*** Opening of The records ***

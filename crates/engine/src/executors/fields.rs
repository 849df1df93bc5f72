// SPDX-License-Identifier: MIT

//! Payload field names shared across the executor pipeline. Each task type
//! reads the fields it needs and writes the ones its successor needs into
//! the next `TaskConfig.payload` it submits — the "downstream chain ...
//! produced by the executors themselves, not pre-materialized" propagation
//! spec.md §4.8 describes.

pub const NAMESPACE: &str = "namespace";
pub const FAULT_TYPE: &str = "fault_type";
pub const BENCHMARK: &str = "benchmark";
pub const PRE_DURATION: &str = "pre_duration";
pub const FAULT_DURATION: &str = "fault_duration";
pub const DISPLAY_CONFIG: &str = "display_config";
pub const ENGINE_CONFIG: &str = "engine_config";
pub const BUILD_IMAGE: &str = "build_image";
pub const DETECTOR_IMAGE: &str = "detector_algorithm_image";
pub const DETECTOR_VERSION_ID: &str = "detector_version_id";
pub const PENDING_ALGORITHMS: &str = "pending_algorithms";

pub const ALGORITHM_IMAGE: &str = "algorithm_image";
pub const ALGORITHM_VERSION_ID: &str = "algorithm_version_id";
pub const DATAPACK_ID: &str = "datapack_id";
pub const ROLE: &str = "role";
pub const ROLE_DETECTOR: &str = "detector";
pub const ROLE_USER: &str = "user";

pub const SOURCE_REVISION: &str = "source_revision";
pub const BUILDER_IMAGE: &str = "builder_image";

pub const HELM_RELEASE: &str = "helm_release";
pub const HELM_CHART: &str = "helm_chart";

/// A single follow-up algorithm to run after the detector reports
/// anomalies (spec.md §4.5 COLLECT_RESULT: "enqueues a RUN_ALGORITHM per
/// algorithm"). Serialized as one element of the `pending_algorithms` JSON
/// array so it survives a task's payload round-trip without its own type
/// leaking into the Task data model (spec.md §3 keeps payload "opaque").
#[derive(Debug, Clone, serde::Serialize, serde::Deserialize)]
pub struct PendingAlgorithm {
    pub algorithm_version_id: String,
    pub algorithm_image: String,
}

pub fn pending_algorithms_from_payload(
    payload: &rcab_core::task::Payload,
) -> Vec<PendingAlgorithm> {
    payload
        .get(PENDING_ALGORITHMS)
        .and_then(|v| serde_json::from_value(v.clone()).ok())
        .unwrap_or_default()
}

pub fn pending_algorithms_to_value(algorithms: &[PendingAlgorithm]) -> serde_json::Value {
    serde_json::to_value(algorithms).unwrap_or(serde_json::Value::Array(Vec::new()))
}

*** Close of The records ***

What is being asked: Exactly the lines from the one containing "its own type" to the final line of the data, both included, should be printed, and nothing more.

Answer space:
/// array so it survives a task's payload round-trip without its own type
/// leaking into the Task data model (spec.md §3 keeps payload "opaque").
#[derive(Debug, Clone, serde::Serialize, serde::Deserialize)]
pub struct PendingAlgorithm {
    pub algorithm_version_id: String,
    pub algorithm_image: String,
}

pub fn pending_algorithms_from_payload(
    payload: &rcab_core::task::Payload,
) -> Vec<PendingAlgorithm> {
    payload
        .get(PENDING_ALGORITHMS)
        .and_then(|v| serde_json::from_value(v.clone()).ok())
        .unwrap_or_default()
}

pub fn pending_algorithms_to_value(algorithms: &[PendingAlgorithm]) -> serde_json::Value {
    serde_json::to_value(algorithms).unwrap_or(serde_json::Value::Array(Vec::new()))
}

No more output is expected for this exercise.